SFB-C1 Ökonomie und Arbeit im nachfordistischen Übergangsregime – Zur industriesoziologischen Zeitdiagnose reflexiver Modernisierung

Projektbeschreibung

Mit den gegenwärtig zu beobachtenden Veränderungsprozessen von Unternehmen und Arbeit (Dezentralisierung und Vermarktlichung von Unternehmen, Netzwerkbildung, Erosion des Normalarbeitsverhältnisses etc.) stehen zentrale Basisinstitutionen der ersten Moderne auf dem Prüfstand. Das Teilprojekt untersucht insbesondere, inwiefern sich in der Erosion von für die erste Moderne konstitutiven Grenzziehungen Hinweise auf einen grundlegenden Bruch und damit auf mögliche Übergänge in die Zweite Moderne finden lassen:
(1) in den erodierenden Grenzziehungen zwischen "Betrieb/Unternehmen" und "Markt" und den dort jeweils herrschenden Steuerungsprinzipien (zentralistisch-bürokratische Organisation vs. Konkurrenz und Austausch), (2) in Prozessen der inhaltlichen, sozialen, zeitlichen und räumlichen "Entgrenzung von Arbeit" (Erosion der "Normalarbeit" sowie der Grenze zwischen "Arbeit" und "Leben") und (3) in der (partiellen) Ablösung von Macht- und Herrschaftsbeziehungen durch Formen der Selbstorganisation im Rahmen neuer Kooperationsformen und Wettbewerbsmechanismen. Ob und inwieweit in diesen Prozessen zugleich Ansätze zur Entwicklung neuer Strukturen und Funktionsprinzipien der Organisation von Unternehmen und Arbeit angelegt sind und wie diese Ansätze sich in eine gesellschaftliche Theorie reflexiver Modernisierung fügen, dies zu klären ist Ziel der theoretischen Arbeiten dieses Teilprojekts.

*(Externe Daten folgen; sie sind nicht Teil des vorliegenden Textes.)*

//! Facility: offers services and applies the rules to vehicles and registrants

use chrono::{Local, NaiveDate};
use dmv_types::Service;
use serde::{Deserialize, Serialize};
use std::rc::Rc;
use tracing::{debug, info};

use crate::model::{Registrant, VehicleHandle};
use crate::policy::RulePolicy;
use crate::service::{eligibility, Refusal};

/// Descriptive details of a facility
#[derive(Debug, Clone, Default, PartialEq, Eq, Serialize, Deserialize)]
pub struct FacilityInfo {
    pub name: String,
    pub address: String,
    pub phone: String,
}

impl FacilityInfo {
    pub fn new(
        name: impl Into<String>,
        address: impl Into<String>,
        phone: impl Into<String>,
    ) -> Self {
        Self {
            name: name.into(),
            address: address.into(),
            phone: phone.into(),
        }
    }
}

/// A DMV office.
///
/// Every operation either applies its whole mutation and returns `Ok`, or
/// returns a [`Refusal`] and leaves every facility, vehicle and registrant
/// untouched. `collected_fees` always equals the sum of the fees charged for
/// `registered_vehicles`.
#[derive(Debug, Clone)]
pub struct Facility {
    info: FacilityInfo,
    services: Vec<String>,
    registered_vehicles: Vec<VehicleHandle>,
    collected_fees: u64,
    policy: RulePolicy,
}

impl Facility {
    pub fn new(info: FacilityInfo) -> Self {
        Self::with_policy(info, RulePolicy::default())
    }

    pub fn with_policy(info: FacilityInfo, policy: RulePolicy) -> Self {
        Self {
            info,
            services: Vec::new(),
            registered_vehicles: Vec::new(),
            collected_fees: 0,
            policy,
        }
    }

    pub fn info(&self) -> &FacilityInfo {
        &self.info
    }

    pub fn name(&self) -> &str {
        &self.info.name
    }

    pub fn address(&self) -> &str {
        &self.info.address
    }

    pub fn phone(&self) -> &str {
        &self.info.phone
    }

    pub fn policy(&self) -> &RulePolicy {
        &self.policy
    }

    /// Enabled services in the order they were added
    pub fn services(&self) -> &[String] {
        &self.services
    }

    pub fn registered_vehicles(&self) -> &[VehicleHandle] {
        &self.registered_vehicles
    }

    pub fn collected_fees(&self) -> u64 {
        self.collected_fees
    }

    /// Enable a service. Names are kept verbatim, duplicates included.
    pub fn add_service(&mut self, service: impl Into<String>) {
        let service = service.into();
        debug!(facility = %self.info.name, service = %service, "service added");
        self.services.push(service);
    }

    pub fn offers(&self, service: Service) -> bool {
        self.services.iter().any(|s| s == service.name())
    }

    fn require(&self, service: Service) -> Result<(), Refusal> {
        if self.offers(service) {
            Ok(())
        } else {
            Err(Refusal::ServiceUnavailable { service })
        }
    }

    /// Register a vehicle dated today. Returns the fee charged.
    pub fn register_vehicle(&mut self, vehicle: &VehicleHandle) -> Result<u64, Refusal> {
        self.register_vehicle_on(vehicle, Local::now().date_naive())
    }

    /// Register a vehicle with an explicit registration date. Returns the fee
    /// charged.
    pub fn register_vehicle_on(
        &mut self,
        vehicle: &VehicleHandle,
        date: NaiveDate,
    ) -> Result<u64, Refusal> {
        let outcome = self.require(Service::VehicleRegistration).and_then(|()| {
            let mut v = vehicle.borrow_mut();
            if v.is_registered() {
                return Err(Refusal::AlreadyRegistered { vin: v.vin.clone() });
            }
            let (fee, collected) = v
                .registration_fee(&self.policy)
                .and_then(|fee| Some((fee, self.collected_fees.checked_add(fee)?)))
                .ok_or_else(|| Refusal::FeeOverflow { vin: v.vin.clone() })?;
            let registration = v.record_registration(date);
            info!(
                facility = %self.info.name,
                vin = %v.vin,
                plate = %registration.plate,
                fee,
                "vehicle registered"
            );
            Ok((fee, collected))
        });

        match outcome {
            Ok((fee, collected)) => {
                self.registered_vehicles.push(Rc::clone(vehicle));
                self.collected_fees = collected;
                Ok(fee)
            }
            Err(refusal) => {
                debug!(facility = %self.info.name, %refusal, "registration refused");
                Err(refusal)
            }
        }
    }

    pub fn administer_written_test(&self, registrant: &mut Registrant) -> Result<(), Refusal> {
        self.require(Service::WrittenTest)
            .and_then(|()| eligibility::check_written_test(registrant, &self.policy))
            .map(|()| {
                registrant.pass_written_test();
                info!(facility = %self.info.name, registrant = registrant.name(), "written test passed");
            })
            .inspect_err(|refusal| {
                debug!(facility = %self.info.name, registrant = registrant.name(), %refusal, "written test refused");
            })
    }

    /// Repeated calls after a pass keep succeeding without changing state
    pub fn administer_road_test(&self, registrant: &mut Registrant) -> Result<(), Refusal> {
        self.require(Service::RoadTest)
            .and_then(|()| eligibility::check_road_test(registrant))
            .map(|()| {
                registrant.pass_road_test();
                info!(facility = %self.info.name, registrant = registrant.name(), "road test passed");
            })
            .inspect_err(|refusal| {
                debug!(facility = %self.info.name, registrant = registrant.name(), %refusal, "road test refused");
            })
    }

    pub fn renew_drivers_license(&self, registrant: &mut Registrant) -> Result<(), Refusal> {
        self.require(Service::RenewLicense)
            .and_then(|()| eligibility::check_license_renewal(registrant))
            .map(|()| {
                registrant.renew_license();
                info!(facility = %self.info.name, registrant = registrant.name(), "license renewed");
            })
            .inspect_err(|refusal| {
                debug!(facility = %self.info.name, registrant = registrant.name(), %refusal, "renewal refused");
            })
    }

    /// Registered vehicles whose registration has outlived the renewal period
    pub fn vehicles_due_for_renewal(&self, today: NaiveDate) -> Vec<VehicleHandle> {
        self.registered_vehicles
            .iter()
            .filter(|v| v.borrow().is_due_for_renewal(today, &self.policy))
            .cloned()
            .collect()
    }
}

#[cfg(test)]
mod tests {
    use super::*;
    use crate::model::{LicenseData, Vehicle};
    use dmv_types::{EngineType, PlateType};

    fn albany() -> Facility {
        Facility::new(FacilityInfo::new(
            "Albany DMV Office",
            "2242 Santiam Hwy SE Albany OR 97321",
            "541-967-2014",
        ))
    }

    fn day(y: i32, m: u32, d: u32) -> NaiveDate {
        NaiveDate::from_ymd_opt(y, m, d).unwrap()
    }

    #[test]
    fn test_new_facility_is_empty() {
        let facility = albany();
        assert_eq!(facility.name(), "Albany DMV Office");
        assert_eq!(facility.address(), "2242 Santiam Hwy SE Albany OR 97321");
        assert_eq!(facility.phone(), "541-967-2014");
        assert!(facility.services().is_empty());
        assert!(facility.registered_vehicles().is_empty());
        assert_eq!(facility.collected_fees(), 0);
    }

    #[test]
    fn test_add_service_keeps_order_and_duplicates() {
        let mut facility = albany();
        facility.add_service("New Drivers License");
        facility.add_service("Renew Drivers License");
        facility.add_service("Vehicle Registration");
        facility.add_service("Vehicle Registration");
        assert_eq!(
            facility.services(),
            [
                "New Drivers License",
                "Renew Drivers License",
                "Vehicle Registration",
                "Vehicle Registration"
            ]
        );
        assert!(facility.offers(Service::VehicleRegistration));
        assert!(!facility.offers(Service::RenewLicense));
    }

    #[test]
    fn test_register_without_service_is_refused() {
        let mut facility = albany();
        let bolt = Vehicle::new("987654321abcdefgh", 2019, "Chevrolet", "Bolt", EngineType::Ev)
            .into_handle();
        assert_eq!(
            facility.register_vehicle(&bolt),
            Err(Refusal::ServiceUnavailable { service: Service::VehicleRegistration })
        );
        assert!(facility.registered_vehicles().is_empty());
        assert_eq!(facility.collected_fees(), 0);
        assert!(!bolt.borrow().is_registered());
    }

    #[test]
    fn test_register_twice_is_refused_without_double_charge() {
        let mut facility = albany();
        facility.add_service("Vehicle Registration");
        let cruz = Vehicle::new("123456789abcdefgh", 2012, "Chevrolet", "Cruz", EngineType::Ice)
            .into_handle();
        assert_eq!(facility.register_vehicle_on(&cruz, day(2024, 5, 1)), Ok(100));
        assert_eq!(
            facility.register_vehicle_on(&cruz, day(2024, 6, 1)),
            Err(Refusal::AlreadyRegistered { vin: "123456789abcdefgh".to_string() })
        );
        assert_eq!(facility.registered_vehicles().len(), 1);
        assert_eq!(facility.collected_fees(), 100);
        assert_eq!(cruz.borrow().registration_date(), Some(day(2024, 5, 1)));
    }

    #[test]
    fn test_registration_is_visible_through_every_handle() {
        let mut facility = albany();
        facility.add_service("Vehicle Registration");
        let bolt = Vehicle::new("987654321abcdefgh", 2019, "Chevrolet", "Bolt", EngineType::Ev)
            .into_handle();
        facility.register_vehicle_on(&bolt, day(2024, 5, 1)).unwrap();
        assert_eq!(bolt.borrow().plate_type(), Some(PlateType::Ev));
        assert!(Rc::ptr_eq(&facility.registered_vehicles()[0], &bolt));
    }

    #[test]
    fn test_custom_policy_fees() {
        let policy = RulePolicy { base_fee: 50, ev_surcharge: 10, ..RulePolicy::default() };
        let mut facility = Facility::with_policy(FacilityInfo::default(), policy);
        facility.add_service("Vehicle Registration");
        let bolt = Vehicle::new("ev-1", 2020, "Chevrolet", "Bolt", EngineType::Ev).into_handle();
        assert_eq!(facility.register_vehicle_on(&bolt, day(2024, 1, 1)), Ok(60));
        assert_eq!(facility.collected_fees(), 60);
    }

    #[test]
    fn test_fee_overflow_is_refused_before_any_change() {
        let policy = RulePolicy { base_fee: u64::MAX, ev_surcharge: 1, ..RulePolicy::default() };
        let mut facility = Facility::with_policy(FacilityInfo::default(), policy);
        facility.add_service("Vehicle Registration");
        let bolt = Vehicle::new("ev-1", 2020, "Chevrolet", "Bolt", EngineType::Ev).into_handle();
        assert_eq!(
            facility.register_vehicle_on(&bolt, day(2024, 1, 1)),
            Err(Refusal::FeeOverflow { vin: "ev-1".to_string() })
        );
        assert!(!bolt.borrow().is_registered());
        assert!(facility.registered_vehicles().is_empty());
        assert_eq!(facility.collected_fees(), 0);
    }

    #[test]
    fn test_collected_fees_overflow_is_refused_before_any_change() {
        let policy = RulePolicy { base_fee: u64::MAX / 2 + 1, ..RulePolicy::default() };
        let mut facility = Facility::with_policy(FacilityInfo::default(), policy);
        facility.add_service("Vehicle Registration");
        let first = Vehicle::new("ice-1", 2020, "Ford", "Focus", EngineType::Ice).into_handle();
        let second = Vehicle::new("ice-2", 2021, "Ford", "Focus", EngineType::Ice).into_handle();

        assert_eq!(facility.register_vehicle_on(&first, day(2024, 1, 1)), Ok(u64::MAX / 2 + 1));
        assert_eq!(
            facility.register_vehicle_on(&second, day(2024, 1, 2)),
            Err(Refusal::FeeOverflow { vin: "ice-2".to_string() })
        );
        assert!(!second.borrow().is_registered());
        assert_eq!(facility.registered_vehicles().len(), 1);
        assert_eq!(facility.collected_fees(), u64::MAX / 2 + 1);
    }

    #[test]
    fn test_written_test_without_service_is_refused() {
        let facility = albany();
        let mut bruce = Registrant::new("Bruce", 18, true);
        assert_eq!(
            facility.administer_written_test(&mut bruce),
            Err(Refusal::ServiceUnavailable { service: Service::WrittenTest })
        );
        assert_eq!(bruce.license_data(), LicenseData::default());
    }

    #[test]
    fn test_road_test_is_idempotent() {
        let mut facility = albany();
        facility.add_service("Written Test");
        facility.add_service("Road Test");
        let mut bruce = Registrant::new("Bruce", 18, true);
        facility.administer_written_test(&mut bruce).unwrap();
        assert!(facility.administer_road_test(&mut bruce).is_ok());
        assert!(facility.administer_road_test(&mut bruce).is_ok());
        assert_eq!(
            bruce.license_data(),
            LicenseData { written: true, license: true, renewed: false }
        );
    }

    #[test]
    fn test_vehicles_due_for_renewal() {
        let mut facility = albany();
        facility.add_service("Vehicle Registration");
        let old = Vehicle::new("old", 2010, "Ford", "Focus", EngineType::Ice).into_handle();
        let new = Vehicle::new("new", 2022, "Ford", "Mach-E", EngineType::Ev).into_handle();
        facility.register_vehicle_on(&old, day(2017, 1, 1)).unwrap();
        facility.register_vehicle_on(&new, day(2023, 1, 1)).unwrap();

        let due = facility.vehicles_due_for_renewal(day(2024, 1, 1));
        assert_eq!(due.len(), 1);
        assert_eq!(due[0].borrow().vin, "old");
    }
}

In der laufenden dritten Forschungsphase wird die Forschungsperspektive einer Erosion der fordistischen Basisinstitutionen der ersten Moderne (paradigmatisch: Entgrenzung) nun dezidiert um die Frage nach den „Konturen des Neuen“ erweitert: Ausgangspunkt der weiterführenden – und zugleich abschließenden – Arbeiten ist die Beobachtung eines Umschlags in der Entwicklung von Ökonomie und Arbeit: Nach einer Phase der „Entdeckung der Krise“ und einer „Inkubationsphase“ läßt sich etwa seit den 1990er Jahren die Herausbildung eines „nachfordistischen Übergangsregimes“ beobachten: Dieses ist „Regime“, weil nun – bei anhaltender Krise – neue Rationalisierungsleitbilder und institutionelle Restrukturierungstendenzen in neuartiger Weise ineinandergreifen und dem Umbruch eine spezifische Gerichtetheit verleihen. Zugleich deutet vieles darauf hin, daß dieses Regime selbst krisenhaft, möglicherweise ein Übergangsphänomen ist: Die neuen „Lösungen“ erweisen sich als instabil, heterogen, widersprüchlich und konfliktreich.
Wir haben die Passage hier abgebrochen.